Among the records that follow, set down only the lines from the one containing "Self::CacheIo(err.to_string())" to the one containing "impl From<rpx_core::ValidationError> for", both included, exactly.

--- DATA ---

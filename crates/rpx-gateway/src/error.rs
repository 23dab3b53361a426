//! # Gateway Error Types
//!
//! Structured error type implementing `axum::response::IntoResponse`.
//! Upstream rejections keep the upstream's own status code. Local failures
//! (storage, index, directory, streaming) become a generic 500 whose body
//! names the failure class; the underlying cause is logged, not returned.

use axum::http::StatusCode;
use axum::response::{IntoResponse, Response};
use axum::Json;
use rpx_upstream::UpstreamError;
use serde::{Deserialize, Serialize};
use thiserror::Error;

use crate::blob::BlobError;
use crate::directory::DirectoryError;

/// Structured JSON error response body.
#[derive(Debug, Serialize, Deserialize)]
pub struct ErrorBody {
    pub error: ErrorDetail,
}

/// Inner error detail.
#[derive(Debug, Serialize, Deserialize)]
pub struct ErrorDetail {
    /// Machine-readable error code (e.g., "REPOSITORY_NOT_FOUND").
    pub code: String,
    /// Short human-readable diagnostic.
    pub message: String,
}

/// Request-level failure of the gateway.
#[derive(Error, Debug)]
pub enum GatewayError {
    /// Repository has no entry in the directory (404).
    #[error("repository not found: {0}")]
    RepositoryNotFound(String),

    /// Request path could not be routed to a cacheable object (400).
    #[error("invalid request path: {0}")]
    InvalidPath(String),

    /// Probe or fetch transport failure, including timeouts (500).
    #[error("upstream unreachable: {0}")]
    UpstreamUnreachable(String),

    /// Upstream answered the fetch with a status of 400 or above.
    #[error("upstream returned {} {reason}", status.as_u16())]
    UpstreamStatus { status: StatusCode, reason: String },

    /// Local directory or file failure (500).
    #[error("cache storage error: {0}")]
    CacheIo(String),

    /// Metadata store failure that could not be degraded, such as a failed
    /// readiness check (500).
    #[error("metadata store error: {0}")]
    MetadataStore(String),

    /// Repository directory read failure or malformed entry (500).
    #[error("repository directory error: {0}")]
    Directory(String),

    /// Client or blob sink failed mid-copy (500).
    #[error("stream error: {0}")]
    Stream(String),
}

impl GatewayError {
    /// Return the HTTP status code and machine-readable error code.
    fn status_and_code(&self) -> (StatusCode, &'static str) {
        match self {
            Self::RepositoryNotFound(_) => (StatusCode::NOT_FOUND, "REPOSITORY_NOT_FOUND"),
            Self::InvalidPath(_) => (StatusCode::BAD_REQUEST, "INVALID_PATH"),
            Self::UpstreamUnreachable(_) => {
                (StatusCode::INTERNAL_SERVER_ERROR, "UPSTREAM_UNREACHABLE")
            }
            Self::UpstreamStatus { status, .. } => (*status, "UPSTREAM_ERROR"),
            Self::CacheIo(_) => (StatusCode::INTERNAL_SERVER_ERROR, "CACHE_IO_ERROR"),
            Self::MetadataStore(_) => (StatusCode::INTERNAL_SERVER_ERROR, "METADATA_STORE_ERROR"),
            Self::Directory(_) => (StatusCode::INTERNAL_SERVER_ERROR, "DIRECTORY_ERROR"),
            Self::Stream(_) => (StatusCode::INTERNAL_SERVER_ERROR, "STREAM_ERROR"),
        }
    }

    /// Client-facing message. Local failure details stay in the logs.
    fn public_message(&self) -> String {
        match self {
            Self::RepositoryNotFound(_) | Self::InvalidPath(_) | Self::UpstreamStatus { .. } => {
                self.to_string()
            }
            Self::UpstreamUnreachable(_) => "upstream unreachable".to_string(),
            Self::CacheIo(_) => "cache storage error".to_string(),
            Self::MetadataStore(_) => "metadata store error".to_string(),
            Self::Directory(_) => "repository directory error".to_string(),
            Self::Stream(_) => "stream error".to_string(),
        }
    }
}

impl IntoResponse for GatewayError {
    fn into_response(self) -> Response {
        let (status, code) = self.status_and_code();

        if status.is_server_error() && !matches!(self, Self::UpstreamStatus { .. }) {
            tracing::error!(error = %self, code, "request failed");
        }

        let body = ErrorBody {
            error: ErrorDetail {
                code: code.to_string(),
                message: self.public_message(),
            },
        };

        (status, Json(body)).into_response()
    }
}

impl From<UpstreamError> for GatewayError {
    fn from(err: UpstreamError) -> Self {
        match err {
            UpstreamError::Status { status, reason, .. } => Self::UpstreamStatus {
                status: StatusCode::from_u16(status).unwrap_or(StatusCode::BAD_GATEWAY),
                reason,
            },
            other => Self::UpstreamUnreachable(other.to_string()),
        }
    }
}

impl From<BlobError> for GatewayError {
    fn from(err: BlobError) -> Self {
        Self::CacheIo(err.to_string())
    }
}

impl From<DirectoryError> for GatewayError {
    fn from(err: DirectoryError) -> Self {
        Self::Directory(err.to_string())
    }
}

impl From<rpx_core::ValidationError> for GatewayError {
    fn from(err: rpx_core::ValidationError) -> Self {
        Self::InvalidPath(err.to_string())
    }
}

#[cfg(test)]
mod tests {
    use super::*;
    use http_body_util::BodyExt;

    async fn response_parts(err: GatewayError) -> (StatusCode, ErrorBody) {
        let response = err.into_response();
        let status = response.status();
        let bytes = response.into_body().collect().await.unwrap().to_bytes();
        let body: ErrorBody = serde_json::from_slice(&bytes).unwrap();
        (status, body)
    }

    #[test]
    fn status_codes() {
        let cases = [
            (GatewayError::RepositoryNotFound("foo".into()), StatusCode::NOT_FOUND),
            (GatewayError::InvalidPath("..".into()), StatusCode::BAD_REQUEST),
            (
                GatewayError::UpstreamUnreachable("refused".into()),
                StatusCode::INTERNAL_SERVER_ERROR,
            ),
            (GatewayError::CacheIo("disk".into()), StatusCode::INTERNAL_SERVER_ERROR),
            (
                GatewayError::MetadataStore("db".into()),
                StatusCode::INTERNAL_SERVER_ERROR,
            ),
            (GatewayError::Directory("db".into()), StatusCode::INTERNAL_SERVER_ERROR),
            (GatewayError::Stream("reset".into()), StatusCode::INTERNAL_SERVER_ERROR),
        ];
        for (err, expected) in cases {
            assert_eq!(err.status_and_code().0, expected, "{err}");
        }
    }

    #[tokio::test]
    async fn upstream_status_is_propagated_verbatim() {
        let err = GatewayError::from(UpstreamError::Status {
            url: "https://example.org/x".into(),
            status: 503,
            reason: "Service Unavailable".into(),
        });
        let (status, body) = response_parts(err).await;
        assert_eq!(status, StatusCode::SERVICE_UNAVAILABLE);
        assert_eq!(body.error.code, "UPSTREAM_ERROR");
        assert_eq!(body.error.message, "upstream returned 503 Service Unavailable");
    }

    #[tokio::test]
    async fn not_found_names_repository() {
        let (status, body) =
            response_parts(GatewayError::RepositoryNotFound("foo".into())).await;
        assert_eq!(status, StatusCode::NOT_FOUND);
        assert_eq!(body.error.code, "REPOSITORY_NOT_FOUND");
        assert!(body.error.message.contains("foo"));
    }

    #[tokio::test]
    async fn cache_io_hides_details() {
        let (status, body) =
            response_parts(GatewayError::CacheIo("/cache/pkgs/a: permission denied".into())).await;
        assert_eq!(status, StatusCode::INTERNAL_SERVER_ERROR);
        assert_eq!(body.error.code, "CACHE_IO_ERROR");
        assert!(!body.error.message.contains("/cache"), "{}", body.error.message);
    }

    #[tokio::test]
    async fn unreachable_hides_details() {
        let (_, body) =
            response_parts(GatewayError::UpstreamUnreachable("10.0.0.7:443 refused".into())).await;
        assert_eq!(body.error.code, "UPSTREAM_UNREACHABLE");
        assert_eq!(body.error.message, "upstream unreachable");
    }

    #[test]
    fn timeout_maps_to_unreachable() {
        let err = GatewayError::from(UpstreamError::Timeout {
            url: "https://example.org/x".into(),
            secs: 30,
        });
        assert!(matches!(err, GatewayError::UpstreamUnreachable(_)));
    }

    #[test]
    fn validation_error_maps_to_invalid_path() {
        let err = GatewayError::from(rpx_core::ValidationError::EmptyPath);
        assert!(matches!(err, GatewayError::InvalidPath(_)));
    }
}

---

* **RESULT FOR THIS EXERCISE**:
        Self::CacheIo(err.to_string())
    }
}

impl From<DirectoryError> for GatewayError {
    fn from(err: DirectoryError) -> Self {
        Self::Directory(err.to_string())
    }
}

impl From<rpx_core::ValidationError> for GatewayError {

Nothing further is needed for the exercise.